California’s state legislature has passed several bills related to “AI,” including a ban on deepfakes “around elections.”
The lawmakers squeezed these bills in during the last week of the current sessions of the state Senate and House, and it is now up to Governor Gavin Newsom (who has called for such laws) to sign or veto them by the end of this month.
One of the likely future laws is Defending Democracy from Deepfake Deception Act of 2024, which aims to regulate how sites, apps, and social media (defined for the purposes of the legislation as large online platforms) should deal with content that the bill considers to be “materially deceptive related to elections in California.”
Namely, the bill wants such content blocked, specifying that this refers to “specified” periods – 120 days before and 60 days after an election. And campaigns will have to disclose if their ads contain AI-altered content.
Now comes the hard part – what qualifies for blocking as deceptive, in order to “defend democracy from deepfakes”? It’s a very broad “definition” that can be interpreted all the way to banning memes.
For example, who’s to say if – satirical – content that shows a candidate “saying something (they) did not do or say” can end up “reasonably likely” harming the reputation or prospects of a candidate? And who’s to judge what “reasonably likely” is? But the bill uses these terms, and there’s more.

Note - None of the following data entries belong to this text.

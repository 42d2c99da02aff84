//! Document number grammar
//!
//! A document number is a base (series prefix, financial year and sequence)
//! plus an optional revision suffix:
//!
//! ```text
//! EPPL/ATT/QTN/2024-25/12        quotation
//! EPPL/ATT/QTN/2024-25/12/R3     quotation, third revision
//! PRE/2024-25/7                  contract
//! OS/PRE/2024-25/7/R1            contract raised under the OS flag, first revision
//! ```
use super::error::{LifecycleError, Result};
use super::fiscal::FiscalYear;
use std::fmt;

const QUOTATION_PREFIX: [&str; 3] = ["EPPL", "ATT", "QTN"];
const CONTRACT_PREFIX: &str = "PRE";
const OS_PREFIX: &str = "OS";

#[derive(Debug, Clone, Copy, PartialEq, Eq, Hash)]
pub enum Series {
    Quotation,
    Contract,
}

impl Series {
    /// Key of the counter this series draws its sequence from.
    pub const fn key(&self) -> &'static str {
        match self {
            Series::Quotation => "quotation",
            Series::Contract => "contract",
        }
    }
}

impl fmt::Display for Series {
    fn fmt(&self, f: &mut fmt::Formatter<'_>) -> fmt::Result {
        f.write_str(self.key())
    }
}

#[derive(Debug, Clone, PartialEq, Eq)]
pub enum NumberBase {
    Quotation {
        fiscal_year: FiscalYear,
        sequence: u64,
    },
    Contract {
        os: bool,
        fiscal_year: FiscalYear,
        sequence: u64,
    },
}

#[derive(Debug, Clone, PartialEq, Eq)]
pub struct DocumentNumber {
    pub base: NumberBase,
    pub revision: Option<u32>,
}

impl DocumentNumber {
    /// Builds the unrevised number for a freshly drawn sequence value.
    /// The OS flag only affects contracts.
    pub fn mint(series: Series, fiscal_year: FiscalYear, sequence: u64, os: bool) -> Self {
        let base = match series {
            Series::Quotation => NumberBase::Quotation {
                fiscal_year,
                sequence,
            },
            Series::Contract => NumberBase::Contract {
                os,
                fiscal_year,
                sequence,
            },
        };
        Self {
            base,
            revision: None,
        }
    }

    pub fn series(&self) -> Series {
        match self.base {
            NumberBase::Quotation { .. } => Series::Quotation,
            NumberBase::Contract { .. } => Series::Contract,
        }
    }

    /// The next link in the revision chain: `R1` for an unrevised number,
    /// otherwise the existing revision plus one.
    pub fn revised(&self) -> Self {
        Self {
            base: self.base.clone(),
            revision: Some(self.revision.map_or(1, |r| r.saturating_add(1))),
        }
    }

    pub fn parse(series: Series, text: &str) -> Result<Self> {
        let parts: Vec<&str> = text.split('/').collect();
        let malformed = |reason: &str| LifecycleError::MalformedIdentifier {
            series,
            identifier: text.to_string(),
            reason: reason.to_string(),
        };

        let (os, rest) = match series {
            Series::Quotation => {
                if parts.len() < 5 || parts[..3] != QUOTATION_PREFIX {
                    return Err(malformed("expected EPPL/ATT/QTN prefix"));
                }
                (false, &parts[3..])
            }
            Series::Contract => {
                let os = parts.len() > 3 && parts[0] == OS_PREFIX;
                let rest = if os { &parts[1..] } else { &parts[..] };
                if rest.len() < 3 || rest[0] != CONTRACT_PREFIX {
                    return Err(malformed("expected PRE or OS/PRE prefix"));
                }
                (os, &rest[1..])
            }
        };

        // rest is now [fiscal year, sequence, revision?]
        if rest.len() > 3 {
            return Err(malformed("unexpected trailing segments"));
        }
        let fiscal_year: FiscalYear = rest[0]
            .parse()
            .map_err(|e: super::fiscal::FiscalYearParseError| malformed(&e.to_string()))?;
        let sequence = parse_digits(rest[1]).ok_or_else(|| malformed("sequence is not a canonical number"))?;
        let revision = match rest.get(2) {
            Some(token) => Some(
                token
                    .strip_prefix('R')
                    .and_then(parse_digits)
                    .and_then(|r| u32::try_from(r).ok())
                    .ok_or_else(|| malformed("revision must look like R<n>"))?,
            ),
            None => None,
        };

        Ok(Self {
            base: DocumentNumber::mint(series, fiscal_year, sequence, os).base,
            revision,
        })
    }
}

// Zero padded values are not canonical: printing them back would change the
// number, so they are left to the positional path.
fn parse_digits(token: &str) -> Option<u64> {
    if token.is_empty() || !token.bytes().all(|b| b.is_ascii_digit()) {
        return None;
    }
    if token.len() > 1 && token.starts_with('0') {
        return None;
    }
    token.parse().ok()
}

impl fmt::Display for DocumentNumber {
    fn fmt(&self, f: &mut fmt::Formatter<'_>) -> fmt::Result {
        match &self.base {
            NumberBase::Quotation {
                fiscal_year,
                sequence,
            } => write!(f, "{}/{fiscal_year}/{sequence}", QUOTATION_PREFIX.join("/"))?,
            NumberBase::Contract {
                os,
                fiscal_year,
                sequence,
            } => {
                if *os {
                    write!(f, "{OS_PREFIX}/")?;
                }
                write!(f, "{CONTRACT_PREFIX}/{fiscal_year}/{sequence}")?
            }
        }
        if let Some(revision) = self.revision {
            write!(f, "/R{revision}")?;
        }
        Ok(())
    }
}

/// Renders the canonical identifier for a series, financial year and sequence.
pub fn format_number(series: Series, fiscal_year: FiscalYear, sequence: u64, os: bool) -> String {
    DocumentNumber::mint(series, fiscal_year, sequence, os).to_string()
}

#[cfg(test)]
mod tests {
    use super::*;

    fn fy() -> FiscalYear {
        FiscalYear::new(2024)
    }

    #[test]
    fn formats_each_series() {
        assert_eq!(
            format_number(Series::Quotation, fy(), 12, false),
            "EPPL/ATT/QTN/2024-25/12"
        );
        // the OS flag is a contract concern only
        assert_eq!(
            format_number(Series::Quotation, fy(), 12, true),
            "EPPL/ATT/QTN/2024-25/12"
        );
        assert_eq!(format_number(Series::Contract, fy(), 7, false), "PRE/2024-25/7");
        assert_eq!(format_number(Series::Contract, fy(), 7, true), "OS/PRE/2024-25/7");
    }

    #[test]
    fn parses_revised_numbers() {
        let n = DocumentNumber::parse(Series::Contract, "OS/PRE/2024-25/7/R3").unwrap();
        assert_eq!(n.revision, Some(3));
        assert_eq!(
            n.base,
            NumberBase::Contract {
                os: true,
                fiscal_year: fy(),
                sequence: 7
            }
        );

        let q = DocumentNumber::parse(Series::Quotation, "EPPL/ATT/QTN/2024-25/12/R1").unwrap();
        assert_eq!(q.revision, Some(1));
        assert_eq!(q.series(), Series::Quotation);
    }

    #[test]
    fn revision_chain() {
        let n = DocumentNumber::mint(Series::Contract, fy(), 7, false);
        let r1 = n.revised();
        let r2 = r1.revised();
        assert_eq!(r1.to_string(), "PRE/2024-25/7/R1");
        assert_eq!(r2.to_string(), "PRE/2024-25/7/R2");
    }

    #[test]
    fn rejects_malformed_numbers() {
        for bad in [
            "EPPL/ATT/QTN/2024-25",
            "EPPL/ATT/QTN/2024-25/12/R1/R2",
            "EPPL/ATT/QTN/2024-25/x",
            "EPPL/ATT/QTN/2024-25/12/X1",
            "EPPL/ATT/QTN/2024-25/12/R",
            "EPPL/ATT/QTN/2024-25/012",
            "EPPL/ATT/QTN/2024-25/12/R01",
            "EPPL/ATT/INV/2024-25/12",
        ] {
            assert!(
                matches!(
                    DocumentNumber::parse(Series::Quotation, bad),
                    Err(LifecycleError::MalformedIdentifier { .. })
                ),
                "{bad} should be rejected"
            );
        }
        for bad in ["PRE/2024-25", "OS/PRE/2024-25", "CTR/2024-25/7", "PRE/2024-26/7"] {
            assert!(DocumentNumber::parse(Series::Contract, bad).is_err(), "{bad}");
        }
    }
}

Also outlawed would be content showing an election official “doing or saying something in connection with the performance of their elections-related duties that the elections official did not do or say and that is reasonably likely to falsely undermine confidence in the outcome of one or more election contests.”
If the bill gets signed into law on September 30, given the time-frame, it would comprehensively cover not only the current campaign, but the period after it.
And “translated” into plain language, the provisions are designed to “protect” candidates from AI-generated content in any scenario (when such measures are actually justified, or merely, for example, as part of the “war on memes”).
Another category to protect are election officials, that is, “election integrity” (one can make an educated guess, in case an election is contested – again, even if the content is protected lawful speech such as satire).
It’s the “reasonably likely” phrase that leaves space for such broad interpretations.